(Extracted records)
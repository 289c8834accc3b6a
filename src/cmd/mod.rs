//! Command-line entry points.

pub mod cache;
pub mod ocr;
pub mod schema;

- [Your goal]: Restate the data word for word, leaving nothing out.

- [Completed exercise]:
repository 289c8834accc3b6a
filename src/cmd/mod.rs
//! Command-line entry points.

pub mod cache;
pub mod ocr;
pub mod schema;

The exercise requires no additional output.